Following are some implications for sponsored programming/events which we have drawn from our findings:

  • Make sure that your sponsorship of the content is VISIBLE.
  • If appropriate, someone involved in the program/event might THANK the sponsor for sponsorship of the program/event.
  • This “Thanking” might be carried over to advertising and PR for the program/event.
  • Be wary of the potential dilutive effects where there are multiple sponsors for the same program/event.
  • Adhere to the rules of True Sponsorship – the gift of real value to the audience.

Summary And Conclusions
As sponsorship remains an important marketing element with the promise of playing an even larger role in the future, the present work began with the objective of developing tools with which to quantify the business building effects of sponsorship. At the present stage of this endeavor, some intriguing findings have emerged, which are perhaps worth discussing in terms of their potential implications.

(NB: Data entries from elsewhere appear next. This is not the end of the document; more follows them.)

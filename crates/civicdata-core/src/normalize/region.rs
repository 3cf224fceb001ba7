//! Administrative region names.
//!
//! Providers spell the same county with 台 or 臺, with or without the 市/縣
//! suffix, in English, or under a pre-2010 name. All of them collapse to the
//! official 臺-form name.

struct Region {
    canonical: &'static str,
    /// Lower-case, 臺-form spellings.
    aliases: &'static [&'static str],
}

const REGIONS: &[Region] = &[
    Region { canonical: "臺北市", aliases: &["臺北", "taipei", "taipei city"] },
    Region { canonical: "新北市", aliases: &["新北", "臺北縣", "new taipei", "new taipei city"] },
    Region { canonical: "桃園市", aliases: &["桃園", "桃園縣", "taoyuan", "taoyuan city"] },
    Region { canonical: "臺中市", aliases: &["臺中", "臺中縣", "taichung", "taichung city"] },
    Region { canonical: "臺南市", aliases: &["臺南", "臺南縣", "tainan", "tainan city"] },
    Region { canonical: "高雄市", aliases: &["高雄", "高雄縣", "kaohsiung", "kaohsiung city"] },
    Region { canonical: "基隆市", aliases: &["基隆", "keelung", "keelung city"] },
    Region { canonical: "新竹市", aliases: &["hsinchu city"] },
    Region { canonical: "新竹縣", aliases: &["hsinchu county"] },
    Region { canonical: "苗栗縣", aliases: &["苗栗", "miaoli", "miaoli county"] },
    Region { canonical: "彰化縣", aliases: &["彰化", "changhua", "changhua county"] },
    Region { canonical: "南投縣", aliases: &["南投", "nantou", "nantou county"] },
    Region { canonical: "雲林縣", aliases: &["雲林", "yunlin", "yunlin county"] },
    Region { canonical: "嘉義市", aliases: &["chiayi city"] },
    Region { canonical: "嘉義縣", aliases: &["chiayi county"] },
    Region { canonical: "屏東縣", aliases: &["屏東", "pingtung", "pingtung county"] },
    Region { canonical: "宜蘭縣", aliases: &["宜蘭", "yilan", "yilan county"] },
    Region { canonical: "花蓮縣", aliases: &["花蓮", "hualien", "hualien county"] },
    Region { canonical: "臺東縣", aliases: &["臺東", "taitung", "taitung county"] },
    Region { canonical: "澎湖縣", aliases: &["澎湖", "penghu", "penghu county"] },
    Region { canonical: "金門縣", aliases: &["金門", "kinmen", "kinmen county"] },
    Region { canonical: "連江縣", aliases: &["連江", "馬祖", "lienchiang", "lienchiang county", "matsu"] },
];

/// Map any known spelling of a region to its canonical name.
///
/// Unknown names are returned trimmed, with 台 folded to 臺, so the function is
/// idempotent on its own output.
pub fn canonical_region(raw: &str) -> String {
    let cleaned = raw.trim().replace('台', "臺");
    let folded = cleaned
        .split_whitespace()
        .collect::<Vec<_>>()
        .join(" ")
        .to_lowercase();

    REGIONS
        .iter()
        .find(|r| r.canonical == cleaned || r.aliases.contains(&folded.as_str()))
        .map(|r| r.canonical.to_string())
        .unwrap_or(cleaned)
}

/// All canonical region names.
pub fn known_regions() -> impl Iterator<Item = &'static str> {
    REGIONS.iter().map(|r| r.canonical)
}

#[cfg(test)]
mod tests {
    use super::*;

    #[test]
    fn test_every_variant_maps_to_one_name() {
        let cases: &[(&str, &[&str])] = &[
            ("臺北市", &["台北市", "臺北市", "台北", "Taipei", "Taipei City", "  taipei   city "]),
            ("新北市", &["新北市", "台北縣", "New Taipei City", "新北"]),
            ("臺中市", &["台中市", "台中", "臺中縣", "Taichung"]),
            ("臺東縣", &["台東縣", "台東", "Taitung County"]),
            ("連江縣", &["馬祖", "Matsu", "連江縣"]),
        ];
        for (expected, variants) in cases {
            for variant in *variants {
                assert_eq!(canonical_region(variant), *expected, "variant {variant}");
            }
        }
    }

    #[test]
    fn test_canonical_names_are_fixed_points() {
        for name in known_regions() {
            assert_eq!(canonical_region(name), name);
            assert_eq!(canonical_region(&name.replace('臺', "台")), name);
        }
    }

    #[test]
    fn test_ambiguous_and_unknown_names_pass_through() {
        assert_eq!(canonical_region("新竹"), "新竹");
        assert_eq!(canonical_region(" 台灣 "), "臺灣");
        assert_eq!(canonical_region(&canonical_region("台灣")), "臺灣");
    }
}
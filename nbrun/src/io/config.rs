//! Sandbox configuration stored under `.nbrun/config.toml` in the working directory.

use std::fs;
use std::path::{Path, PathBuf};

use anyhow::{Context, Result, anyhow};
use serde::{Deserialize, Serialize};

use crate::core::figure::FigureSettings;

/// Directory (relative to the working directory) holding sandbox state.
pub const STATE_DIR: &str = ".nbrun";

/// Sandbox configuration (TOML).
///
/// Intended to be edited by humans. Missing fields default to the values a
/// notebook-export workflow expects.
#[derive(Debug, Clone, Serialize, Deserialize, PartialEq, Eq)]
#[serde(default)]
pub struct NbrunConfig {
    /// Script to run, relative to the working directory.
    pub script_path: String,

    /// Fixed file name the script reads its dataset from.
    pub dataset_name: String,

    /// Refuse to start a run when the dataset is neither uploaded nor present.
    pub require_dataset: bool,

    pub figure: FigureSettings,
}

impl Default for NbrunConfig {
    fn default() -> Self {
        Self {
            script_path: "notebook_code.rhai".to_string(),
            dataset_name: "dataset.csv".to_string(),
            require_dataset: true,
            figure: FigureSettings::default(),
        }
    }
}

impl NbrunConfig {
    pub fn validate(&self) -> Result<()> {
        if self.script_path.trim().is_empty() {
            return Err(anyhow!("script_path must be non-empty"));
        }
        if self.dataset_name.trim().is_empty() {
            return Err(anyhow!("dataset_name must be non-empty"));
        }
        if self.dataset_name.contains(['/', '\\']) {
            return Err(anyhow!("dataset_name must be a bare file name"));
        }
        if self.figure.width == 0 || self.figure.height == 0 {
            return Err(anyhow!("figure.width and figure.height must be > 0"));
        }
        if self.figure.hist_bins == 0 {
            return Err(anyhow!("figure.hist_bins must be > 0"));
        }
        Ok(())
    }

    /// Absolute script path for `workdir`.
    pub fn script_in(&self, workdir: &Path) -> PathBuf {
        workdir.join(&self.script_path)
    }
}

/// `<workdir>/.nbrun/config.toml`.
pub fn config_path(workdir: &Path) -> PathBuf {
    workdir.join(STATE_DIR).join("config.toml")
}

/// Load config from a TOML file.
///
/// If the file is missing, returns `NbrunConfig::default()`.
pub fn load_config(path: &Path) -> Result<NbrunConfig> {
    if !path.exists() {
        let cfg = NbrunConfig::default();
        cfg.validate()?;
        return Ok(cfg);
    }
    let contents = fs::read_to_string(path).with_context(|| format!("read {}", path.display()))?;
    let cfg: NbrunConfig =
        toml::from_str(&contents).with_context(|| format!("parse {}", path.display()))?;
    cfg.validate()?;
    Ok(cfg)
}

/// Atomically write config to disk (temp file + rename).
pub fn write_config(path: &Path, cfg: &NbrunConfig) -> Result<()> {
    cfg.validate()?;
    let mut buf = toml::to_string_pretty(cfg).context("serialize config toml")?;
    buf.push('\n');
    write_atomic(path, &buf)
}

fn write_atomic(path: &Path, contents: &str) -> Result<()> {
    let parent = path
        .parent()
        .with_context(|| format!("config path missing parent {}", path.display()))?;
    fs::create_dir_all(parent).with_context(|| format!("create directory {}", parent.display()))?;
    let tmp_path = path.with_extension("toml.tmp");
    fs::write(&tmp_path, contents)
        .with_context(|| format!("write temp config {}", tmp_path.display()))?;
    fs::rename(&tmp_path, path).with_context(|| format!("replace config {}", path.display()))?;
    Ok(())
}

The first hypothesis was that Sponsorship has recall and persuasion effects like advertising does. The SEI studies appear to confirm the existence of a persuasion effect.

The second hypothesis was that Sponsorship operates through different cognitive processes than those utilized by traditional advertising. Although it is too soon to draw any firm conclusions, there does indeed appear to be support for this hypothesis. If it were advertising, sponsors ought not to have seen virtually flat or negative results on brand perception along with dramatically positive results on consideration set and purchase intent. As marketers have long suspected, sponsorship appears to have its positive business effects based on different cognitive processes than straight product sell advertising.

The third hypothesis was that Advertising changes the consumer’s perception of a specific product while sponsorship changes the consumer’s perception of a specific sponsor – which can rub off positively on the brands of that sponsor in terms of willingness to purchase those brands. This would appear to be the case in the studies of brand attribute perception change. We might speculate that where sponsorship works, the perception of the sponsor changes in the direction of “those are pretty good folks, I ought to try to give them a fair chance.”

We might characterize this as Gratitude or Appreciation. Scales such as Trust, Liking and Respect might also measure this dimension. The perception of the sponsor has changed in a positive way, and as hypothesized, that change in perception of the sponsor – although the perception of the brands did not change – did positively change the consumer’s willingness to buy the brands.

In looking at the present work in the context of the updated ARF Model, we would ascribe the primary sponsorship effect analyzed herein as belonging within the Persuasion Level. It is a special case of persuasion where the people behind a brand become more attractive rather than the brand itself becoming directly more attractive through the increased perception of one or more of its valued benefits.

Don Schultz and Scott Bailey, in their provocative paper “Customer/Brand Loyalty in an Interactive Marketplace” (Schultz and Bailey, 2000), make profound references to Aristotle’s concept of distributive justice, and its derivative, J. Stacy Adams’ concept
of inequity in social exchange. A consumer may change behavior based upon a perceived inequity in a situation. One such perceived inequity situation might be feeling grateful for a sponsor having brought me a program, while I have not recently considered buying that sponsor’s product.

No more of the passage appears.